=== WHAT THE EXERCISE ASKS ===
Exactly as they appear, copy the lines from the start of the entries below to the line containing "verse of a book.", both ends included.

[Data items]
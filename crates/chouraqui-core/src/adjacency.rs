//! Previous/next verse targets across chapter and book boundaries.
//!
//! The resolver never touches the data source. Everything it needs about the
//! neighbouring chapter and books is precomputed by the page loader.

use crate::model::{BookNumber, VerseRef};

/// Last chapter and last verse of a book.
#[derive(Debug, Clone, Copy, PartialEq, Eq)]
pub struct BookEnd {
    pub book: BookNumber,
    pub last_chapter: u32,
    pub last_verse: u32,
}

/// Inputs for one position. Built once per page load.
#[derive(Debug, Clone, Copy, PartialEq, Eq)]
pub struct VerseAdjacency {
    pub position: VerseRef,
    pub max_verse_in_chapter: u32,
    pub max_chapter_in_book: u32,
    /// Last verse of `position.chapter - 1`; only meaningful when chapter > 1.
    pub prev_chapter_last_verse: Option<u32>,
    pub prev_book: Option<BookEnd>,
    pub next_book: Option<BookNumber>,
}

impl VerseAdjacency {
    pub fn previous(&self) -> Option<VerseRef> {
        let VerseRef {
            book,
            chapter,
            verse,
        } = self.position;
        if verse > 1 {
            return Some(VerseRef::new(book, chapter, verse - 1));
        }
        if chapter > 1 {
            return self
                .prev_chapter_last_verse
                .map(|last| VerseRef::new(book, chapter - 1, last));
        }
        self.prev_book
            .map(|end| VerseRef::new(end.book, end.last_chapter, end.last_verse))
    }

    pub fn next(&self) -> Option<VerseRef> {
        let VerseRef {
            book,
            chapter,
            verse,
        } = self.position;
        if verse < self.max_verse_in_chapter {
            return Some(VerseRef::new(book, chapter, verse + 1));
        }
        if chapter < self.max_chapter_in_book {
            return Some(VerseRef::new(book, chapter + 1, 1));
        }
        self.next_book.map(|next| VerseRef::new(next, 1, 1))
    }
}

#[cfg(test)]
mod tests {
    use super::*;

    /// Tiny corpus: book number -> verse count per chapter.
    fn corpus() -> Vec<(BookNumber, Vec<u32>)> {
        vec![(10, vec![3, 2]), (20, vec![1]), (40, vec![2, 1, 4])]
    }

    fn adjacency_for(corpus: &[(BookNumber, Vec<u32>)], position: VerseRef) -> VerseAdjacency {
        let idx = corpus
            .iter()
            .position(|(book, _)| *book == position.book)
            .expect("book in corpus");
        let chapters = &corpus[idx].1;
        let prev_book = idx.checked_sub(1).map(|prev| {
            let (book, chapters) = &corpus[prev];
            BookEnd {
                book: *book,
                last_chapter: chapters.len() as u32,
                last_verse: *chapters.last().expect("non-empty book"),
            }
        });
        VerseAdjacency {
            position,
            max_verse_in_chapter: chapters[position.chapter as usize - 1],
            max_chapter_in_book: chapters.len() as u32,
            prev_chapter_last_verse: position
                .chapter
                .checked_sub(2)
                .map(|c| chapters[c as usize]),
            prev_book,
            next_book: corpus.get(idx + 1).map(|(book, _)| *book),
        }
    }

    fn all_positions(corpus: &[(BookNumber, Vec<u32>)]) -> Vec<VerseRef> {
        let mut out = Vec::new();
        for (book, chapters) in corpus {
            for (c, count) in chapters.iter().enumerate() {
                for v in 1..=*count {
                    out.push(VerseRef::new(*book, c as u32 + 1, v));
                }
            }
        }
        out
    }

    #[test]
    fn previous_walks_back_across_chapters_and_books() {
        let corpus = corpus();
        let at = |b, c, v| adjacency_for(&corpus, VerseRef::new(b, c, v));
        assert_eq!(at(10, 1, 3).previous(), Some(VerseRef::new(10, 1, 2)));
        assert_eq!(at(10, 2, 1).previous(), Some(VerseRef::new(10, 1, 3)));
        assert_eq!(at(20, 1, 1).previous(), Some(VerseRef::new(10, 2, 2)));
    }

    #[test]
    fn next_walks_forward_across_chapters_and_books() {
        let corpus = corpus();
        let at = |b, c, v| adjacency_for(&corpus, VerseRef::new(b, c, v));
        assert_eq!(at(10, 1, 1).next(), Some(VerseRef::new(10, 1, 2)));
        assert_eq!(at(10, 1, 3).next(), Some(VerseRef::new(10, 2, 1)));
        assert_eq!(at(10, 2, 2).next(), Some(VerseRef::new(20, 1, 1)));
        assert_eq!(at(20, 1, 1).next(), Some(VerseRef::new(40, 1, 1)));
    }

    #[test]
    fn first_verse_of_corpus_has_no_previous() {
        let corpus = corpus();
        assert_eq!(adjacency_for(&corpus, VerseRef::new(10, 1, 1)).previous(), None);
    }

    #[test]
    fn last_verse_of_corpus_has_no_next() {
        let corpus = corpus();
        assert_eq!(adjacency_for(&corpus, VerseRef::new(40, 3, 4)).next(), None);
    }

    #[test]
    fn next_then_previous_round_trips_everywhere_but_the_end() {
        let corpus = corpus();
        let positions = all_positions(&corpus);
        for (idx, position) in positions.iter().enumerate() {
            let next = adjacency_for(&corpus, *position).next();
            match positions.get(idx + 1) {
                Some(expected) => {
                    assert_eq!(next, Some(*expected), "next of {position}");
                    let back = adjacency_for(&corpus, *expected).previous();
                    assert_eq!(back, Some(*position), "previous of {expected}");
                }
                None => assert_eq!(next, None),
            }
        }
    }

    #[test]
    fn missing_previous_chapter_input_yields_none() {
        let adjacency = VerseAdjacency {
            position: VerseRef::new(10, 2, 1),
            max_verse_in_chapter: 5,
            max_chapter_in_book: 3,
            prev_chapter_last_verse: None,
            prev_book: None,
            next_book: None,
        };
        assert_eq!(adjacency.previous(), None);
    }
}
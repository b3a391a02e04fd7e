use super::super::layout;
use super::super::state::App;
use super::Effect;
use crate::fetch_client::FetchFailure;
use chouraqui_core::window::{FetchRequest, GrowDirection, GrowOutcome};
use chouraqui_core::wire::ChapterPayload;
use tracing::debug;

impl App {
    /// Ask the store for the next chapter in `direction`; a skip is only
    /// worth a debug line.
    pub(super) fn request_growth(&mut self, direction: GrowDirection, effects: &mut Vec<Effect>) {
        match self
            .window
            .begin_grow(direction, self.scroll.backward_permitted())
        {
            Ok(request) => effects.push(Effect::FetchChapter(request)),
            Err(skip) => debug!(%direction, ?skip, "Growth skipped"),
        }
    }

    pub(super) fn handle_chapter_fetched(
        &mut self,
        request: FetchRequest,
        result: Result<ChapterPayload, FetchFailure>,
        effects: &mut Vec<Effect>,
    ) {
        let layouts = self.estimated_layout();
        let scale = self.layout_scale(&layouts);
        let estimated_before = layout::estimated_content_height(&layouts);
        let content_before = self.current_viewport(&layouts, scale).content_height;

        let outcome = self.window.complete_grow(request, result);
        if !matches!(outcome, GrowOutcome::Appended(_) | GrowOutcome::Prepended(_)) {
            return;
        }
        let estimated_after = layout::estimated_content_height(&self.estimated_layout());
        let added = (estimated_after - estimated_before) * scale;

        // The measured height predates the new chapter; keep it consistent
        // until the scrollable reports again.
        if let Some(measured) = self.viewport.content_height.as_mut() {
            *measured += added;
        }

        if let GrowOutcome::Prepended(_) = outcome {
            self.scroll.record_prepend(content_before);
            if let Some(adjusted) = self
                .scroll
                .finish_prepend(self.viewport.scroll_top, content_before + added)
            {
                self.viewport.scroll_top = adjusted;
                effects.push(Effect::ScrollTo(adjusted));
            }
        }

        self.scroll.grow_succeeded(request.direction);
        self.refresh_scroll(effects);
    }
}
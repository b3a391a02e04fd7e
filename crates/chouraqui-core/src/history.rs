use crate::model::VerseRef;
use std::collections::VecDeque;

pub const DEFAULT_HISTORY_LIMIT: usize = 50;

/// Back/forward history over visited verse positions.
#[derive(Debug, Clone)]
pub struct NavigationHistory {
    entries: VecDeque<VerseRef>,
    /// Index of the position being shown.
    cursor: Option<usize>,
    max_size: usize,
}

impl NavigationHistory {
    pub fn new(max_size: usize) -> Self {
        let max_size = max_size.max(1);
        Self {
            entries: VecDeque::with_capacity(max_size),
            cursor: None,
            max_size,
        }
    }

    /// Record a fresh navigation. Drops any forward entries.
    pub fn visit(&mut self, position: VerseRef) {
        if let Some(cursor) = self.cursor {
            self.entries.truncate(cursor + 1);
        }
        if self.entries.back() == Some(&position) {
            self.cursor = Some(self.entries.len() - 1);
            return;
        }
        self.entries.push_back(position);
        while self.entries.len() > self.max_size {
            self.entries.pop_front();
        }
        self.cursor = Some(self.entries.len() - 1);
    }

    pub fn back(&mut self) -> Option<VerseRef> {
        let cursor = self.cursor?.checked_sub(1)?;
        self.cursor = Some(cursor);
        self.entries.get(cursor).copied()
    }

    pub fn forward(&mut self) -> Option<VerseRef> {
        let cursor = self.cursor? + 1;
        let position = self.entries.get(cursor).copied()?;
        self.cursor = Some(cursor);
        Some(position)
    }

    pub fn can_go_back(&self) -> bool {
        self.cursor.is_some_and(|cursor| cursor > 0)
    }

    pub fn can_go_forward(&self) -> bool {
        self.cursor
            .is_some_and(|cursor| cursor + 1 < self.entries.len())
    }

    pub fn current(&self) -> Option<VerseRef> {
        self.entries.get(self.cursor?).copied()
    }

    pub fn len(&self) -> usize {
        self.entries.len()
    }

    pub fn is_empty(&self) -> bool {
        self.entries.is_empty()
    }
}

impl Default for NavigationHistory {
    fn default() -> Self {
        Self::new(DEFAULT_HISTORY_LIMIT)
    }
}

#[cfg(test)]
mod tests {
    use super::*;

    fn at(chapter: u32) -> VerseRef {
        VerseRef::new(10, chapter, 1)
    }

    #[test]
    fn back_and_forward_walk_the_visits() {
        let mut history = NavigationHistory::new(10);
        history.visit(at(1));
        history.visit(at(2));
        history.visit(at(3));

        assert_eq!(history.back(), Some(at(2)));
        assert_eq!(history.back(), Some(at(1)));
        assert_eq!(history.back(), None);
        assert_eq!(history.forward(), Some(at(2)));
        assert_eq!(history.forward(), Some(at(3)));
        assert_eq!(history.forward(), None);
        assert_eq!(history.current(), Some(at(3)));
    }

    #[test]
    fn visiting_after_going_back_drops_the_forward_branch() {
        let mut history = NavigationHistory::new(10);
        history.visit(at(1));
        history.visit(at(2));
        history.visit(at(3));
        history.back();
        history.visit(at(7));

        assert!(!history.can_go_forward());
        assert_eq!(history.back(), Some(at(2)));
        assert_eq!(history.len(), 3);
    }

    #[test]
    fn repeated_visit_is_recorded_once() {
        let mut history = NavigationHistory::new(10);
        history.visit(at(4));
        history.visit(at(4));
        assert_eq!(history.len(), 1);
        assert!(!history.can_go_back());
    }

    #[test]
    fn oldest_entries_fall_off() {
        let mut history = NavigationHistory::new(3);
        for chapter in 1..=5 {
            history.visit(at(chapter));
        }
        assert_eq!(history.len(), 3);
        assert_eq!(history.back(), Some(at(4)));
        assert_eq!(history.back(), Some(at(3)));
        assert_eq!(history.back(), None);
    }
}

=== EXPECTED OUTPUT ===
filename crates/chouraqui-core/src/adjacency.rs
//! Previous/next verse targets across chapter and book boundaries.
//!
//! The resolver never touches the data source. Everything it needs about the
//! neighbouring chapter and books is precomputed by the page loader.

use crate::model::{BookNumber, VerseRef};

/// Last chapter and last verse of a book.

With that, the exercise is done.